Why? She seemed puzzled. Your belief is proven right. Enjoy.
It looks arbitrary. He felt embarrassed for himself. This was a tremendous insight, a glimpse of the primal math. It made him feel small and foolish. Maybe I should trade rightness for understanding.
The dance became an explosion. Denario felt himself getting bigger. He towered over the explosion. He felt himself pulling back from the primal landscape because he was so enormous. He glimpsed giant shapes in the dark, dangerous things. But in an instant, they shrunk. He realized he'd gotten sizable enough to see that everything he'd witnessed before had occurred on Onuava's fingertip. His focus remained on that fingertip, the old skin from Ruffina, light from Onuava and, oddly, an additional inner radiance from Ruffina. But again his view pulled back. He overlooked the entire temple, then a stretch of No Map Creek, then the creek and the Riggle Kill river.
The accountant looked down at the Complacent Sea as if from above a map. He could see the colors of the lands and clouds. The clouds threw shadows on the ground below. The goddess directed his view of creation into the starry sky. The sun was out above the clouds but he could see the stars. Why? Then the blue of the sky faded and there were only the stars and, to his left, a big star that might have been the sun.
Soon he was too big to see the sun. He lost it in the swarm of stars and felt a jolt of panic as he realized that he couldn't find home. He reached out towards where he thought it might be. His view filled with stars circled by stars, then spirals within spirals. In a moment, he was too big to notice anything more than patterns in a current of glowing dust. They looked like swirls in the sea. An odd sense of repetition struck him. A wizard in Baggi had written about a type of mathematical method he called a recursion. Denario felt convinced that it was that type of math he was seeing. There were brief rules, repeating over and over, referring to themselves and one another. They made little things. They made big things. They made everything.

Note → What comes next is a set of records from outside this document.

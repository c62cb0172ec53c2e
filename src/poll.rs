//! # Bounded Polling
//!
//! The renderer lays out asynchronously, so the bar handles the orchestrator
//! needs appear some time after a render call. `PollUntil` retries a check at
//! a fixed interval until it succeeds, the attempt budget runs out, or a newer
//! operation cancels it.
//!
//! Polling is driven by the host's timer: each `step(now, check)` either
//! waits, runs the check once, or finishes. Nothing here sleeps or spawns.
//!
//! ## Cancellation
//! `RunGuard::begin` hands out a `RunToken` and invalidates every token handed
//! out before it. A task whose token is stale finishes as `Cancelled` on its
//! next step without running the check.

use std::cell::Cell;
use std::rc::Rc;
use std::time::Duration;

use tracing::debug;

/// Issues run tokens; only the most recent one is current.
#[derive(Debug, Clone, Default)]
pub struct RunGuard {
    latest: Rc<Cell<u64>>,
}

impl RunGuard {
    pub fn new() -> Self {
        Self::default()
    }

    /// Start a new run, cancelling all earlier ones.
    pub fn begin(&self) -> RunToken {
        let id = self.latest.get() + 1;
        self.latest.set(id);
        RunToken {
            id,
            latest: Rc::clone(&self.latest),
        }
    }

    /// Cancel every outstanding run without starting a new one.
    pub fn cancel_all(&self) {
        self.latest.set(self.latest.get() + 1);
    }
}

#[derive(Debug, Clone)]
pub struct RunToken {
    id: u64,
    latest: Rc<Cell<u64>>,
}

impl RunToken {
    pub fn id(&self) -> u64 {
        self.id
    }

    pub fn is_current(&self) -> bool {
        self.latest.get() == self.id
    }
}

/// Attempt budget for one polling task
#[derive(Debug, Clone, Copy, PartialEq, Eq)]
pub struct RetryPolicy {
    pub max_attempts: u32,
    pub interval: Duration,
}

impl RetryPolicy {
    /// Waiting on the renderer: 120 attempts, 50 ms apart
    pub const RENDER: RetryPolicy = RetryPolicy {
        max_attempts: 120,
        interval: Duration::from_millis(50),
    };
}

impl Default for RetryPolicy {
    fn default() -> Self {
        Self::RENDER
    }
}

/// Outcome of one polling step
#[derive(Debug, Clone, PartialEq)]
pub enum PollStep<T> {
    /// Not due yet, or the check came back empty with attempts left
    Waiting,
    Ready(T),
    Exhausted,
    Cancelled,
}

impl<T> PollStep<T> {
    /// True once the task should be dropped
    pub fn is_finished(&self) -> bool {
        !matches!(self, PollStep::Waiting)
    }
}

/// Retry state for one check
#[derive(Debug, Clone)]
pub struct PollUntil {
    token: RunToken,
    policy: RetryPolicy,
    attempts: u32,
    next_at: Duration,
}

impl PollUntil {
    /// The first attempt is due immediately at `now`.
    pub fn new(token: RunToken, policy: RetryPolicy, now: Duration) -> Self {
        Self {
            token,
            policy,
            attempts: 0,
            next_at: now,
        }
    }

    pub fn attempts(&self) -> u32 {
        self.attempts
    }

    pub fn step<T, F>(&mut self, now: Duration, check: F) -> PollStep<T>
    where
        F: FnOnce() -> Option<T>,
    {
        if !self.token.is_current() {
            debug!(run = self.token.id(), "poll cancelled by a newer run");
            return PollStep::Cancelled;
        }
        if self.attempts >= self.policy.max_attempts {
            return PollStep::Exhausted;
        }
        if now < self.next_at {
            return PollStep::Waiting;
        }

        self.attempts += 1;
        if let Some(value) = check() {
            return PollStep::Ready(value);
        }
        if self.attempts >= self.policy.max_attempts {
            debug!(
                run = self.token.id(),
                attempts = self.attempts,
                "poll gave up"
            );
            return PollStep::Exhausted;
        }
        self.next_at = now + self.policy.interval;
        PollStep::Waiting
    }
}

/// Poll to completion, calling `sleep` between attempts.
pub fn poll_until<T, P, S>(
    mut check: P,
    policy: RetryPolicy,
    token: &RunToken,
    mut sleep: S,
) -> PollStep<T>
where
    P: FnMut() -> Option<T>,
    S: FnMut(Duration),
{
    let mut poll = PollUntil::new(token.clone(), policy, Duration::ZERO);
    let mut now = Duration::ZERO;
    loop {
        match poll.step(now, &mut check) {
            PollStep::Waiting => {
                sleep(policy.interval);
                now += policy.interval;
            }
            finished => return finished,
        }
    }
}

The patterns fell within other patterns. The process kept going until Denario got so big that even light was too small to reach him. At the edge of his consciousness, he felt constraints. A sense of pressure signaled the end. It felt surprisingly similar to the pressure he'd experienced in the beginning of things.
“Are you back?” a husky, female voice asked.
Denario blinked. He was within himself. The vision had retreated. He was just a rather short, young man standing naked in a wide oval of candles. In front of him stood the witch Ruffina, also naked.
There was a slight, purple-green glow behind her eyes.
“That was … I don't understand ...” His chest heaved to take in a deep breath he hadn't known he'd needed. “How did I lose my clothes?”
“Shh.” She put a finger to his lips.
He put his fingers around her wrist. She felt human. When she leaned forward, it was Onuava who spoke directly into his head.
For real understanding, she intoned, it's best to take a look inside.